ACTION ITEM:
Scan the entries and copy each line where the word "crate" is present.

##### MATERIAL SHOWN #####

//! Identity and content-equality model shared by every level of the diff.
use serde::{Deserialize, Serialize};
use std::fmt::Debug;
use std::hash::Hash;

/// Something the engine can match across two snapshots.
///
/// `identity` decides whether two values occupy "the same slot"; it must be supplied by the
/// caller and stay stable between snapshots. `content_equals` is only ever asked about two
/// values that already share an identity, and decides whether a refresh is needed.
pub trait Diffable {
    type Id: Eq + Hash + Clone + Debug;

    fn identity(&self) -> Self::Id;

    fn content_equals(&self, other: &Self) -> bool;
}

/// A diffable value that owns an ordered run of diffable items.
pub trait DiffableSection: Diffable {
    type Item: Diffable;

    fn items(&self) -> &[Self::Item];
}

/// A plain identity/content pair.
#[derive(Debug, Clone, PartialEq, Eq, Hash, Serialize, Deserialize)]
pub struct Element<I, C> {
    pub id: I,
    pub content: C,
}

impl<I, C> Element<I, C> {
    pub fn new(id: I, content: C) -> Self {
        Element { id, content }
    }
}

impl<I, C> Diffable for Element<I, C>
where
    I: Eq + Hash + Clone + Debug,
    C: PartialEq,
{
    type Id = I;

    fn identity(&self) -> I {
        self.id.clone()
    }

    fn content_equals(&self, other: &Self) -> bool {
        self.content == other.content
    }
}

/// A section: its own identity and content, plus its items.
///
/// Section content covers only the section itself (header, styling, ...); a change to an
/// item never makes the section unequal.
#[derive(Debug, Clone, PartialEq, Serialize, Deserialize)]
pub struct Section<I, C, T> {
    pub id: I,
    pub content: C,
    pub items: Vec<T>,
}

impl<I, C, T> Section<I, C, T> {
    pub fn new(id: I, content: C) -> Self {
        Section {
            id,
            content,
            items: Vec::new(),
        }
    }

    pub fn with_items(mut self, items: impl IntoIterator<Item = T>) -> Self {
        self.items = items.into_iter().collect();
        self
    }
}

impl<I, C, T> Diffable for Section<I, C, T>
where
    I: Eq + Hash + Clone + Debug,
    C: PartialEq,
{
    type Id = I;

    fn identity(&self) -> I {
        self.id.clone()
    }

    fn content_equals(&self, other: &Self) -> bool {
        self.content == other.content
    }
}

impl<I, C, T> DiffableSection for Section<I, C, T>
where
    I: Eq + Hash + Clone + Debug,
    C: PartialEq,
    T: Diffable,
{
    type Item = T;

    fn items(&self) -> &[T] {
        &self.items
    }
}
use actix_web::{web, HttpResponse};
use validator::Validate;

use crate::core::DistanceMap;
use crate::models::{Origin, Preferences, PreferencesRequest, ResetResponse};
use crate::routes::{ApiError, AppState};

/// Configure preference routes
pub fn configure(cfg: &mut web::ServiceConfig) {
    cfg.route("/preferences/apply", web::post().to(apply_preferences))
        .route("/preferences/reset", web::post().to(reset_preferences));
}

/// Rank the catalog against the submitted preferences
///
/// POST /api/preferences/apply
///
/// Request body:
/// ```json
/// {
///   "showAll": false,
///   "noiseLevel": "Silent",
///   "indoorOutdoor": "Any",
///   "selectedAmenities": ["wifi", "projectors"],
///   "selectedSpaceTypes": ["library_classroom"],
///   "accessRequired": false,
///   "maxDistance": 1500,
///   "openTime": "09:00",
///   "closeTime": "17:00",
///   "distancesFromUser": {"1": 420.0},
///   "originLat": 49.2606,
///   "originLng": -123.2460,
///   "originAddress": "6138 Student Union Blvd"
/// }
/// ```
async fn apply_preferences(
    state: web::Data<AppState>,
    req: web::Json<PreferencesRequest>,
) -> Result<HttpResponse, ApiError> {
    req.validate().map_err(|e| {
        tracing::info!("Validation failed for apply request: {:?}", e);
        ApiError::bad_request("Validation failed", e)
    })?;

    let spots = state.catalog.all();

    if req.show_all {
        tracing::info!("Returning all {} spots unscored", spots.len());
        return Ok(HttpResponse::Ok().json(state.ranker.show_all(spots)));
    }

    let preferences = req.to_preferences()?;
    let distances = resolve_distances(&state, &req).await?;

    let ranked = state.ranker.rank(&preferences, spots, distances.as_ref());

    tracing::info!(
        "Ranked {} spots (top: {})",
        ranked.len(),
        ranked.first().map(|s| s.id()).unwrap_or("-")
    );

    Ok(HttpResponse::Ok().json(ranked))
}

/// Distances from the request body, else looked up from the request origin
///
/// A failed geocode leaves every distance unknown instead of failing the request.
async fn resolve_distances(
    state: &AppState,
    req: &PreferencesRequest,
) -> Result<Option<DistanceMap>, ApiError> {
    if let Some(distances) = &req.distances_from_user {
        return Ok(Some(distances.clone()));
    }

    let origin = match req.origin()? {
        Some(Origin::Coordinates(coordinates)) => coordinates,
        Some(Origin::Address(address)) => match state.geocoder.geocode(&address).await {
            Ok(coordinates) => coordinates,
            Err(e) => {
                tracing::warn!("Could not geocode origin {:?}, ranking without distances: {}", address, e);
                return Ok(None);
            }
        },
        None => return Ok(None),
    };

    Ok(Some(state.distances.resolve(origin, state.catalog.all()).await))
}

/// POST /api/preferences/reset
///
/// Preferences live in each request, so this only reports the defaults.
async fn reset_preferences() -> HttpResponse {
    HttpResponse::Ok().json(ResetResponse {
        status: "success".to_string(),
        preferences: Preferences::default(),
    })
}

#####

EXERCISE SOLUTION:
use crate::core::DistanceMap;
use crate::models::{Origin, Preferences, PreferencesRequest, ResetResponse};
use crate::routes::{ApiError, AppState};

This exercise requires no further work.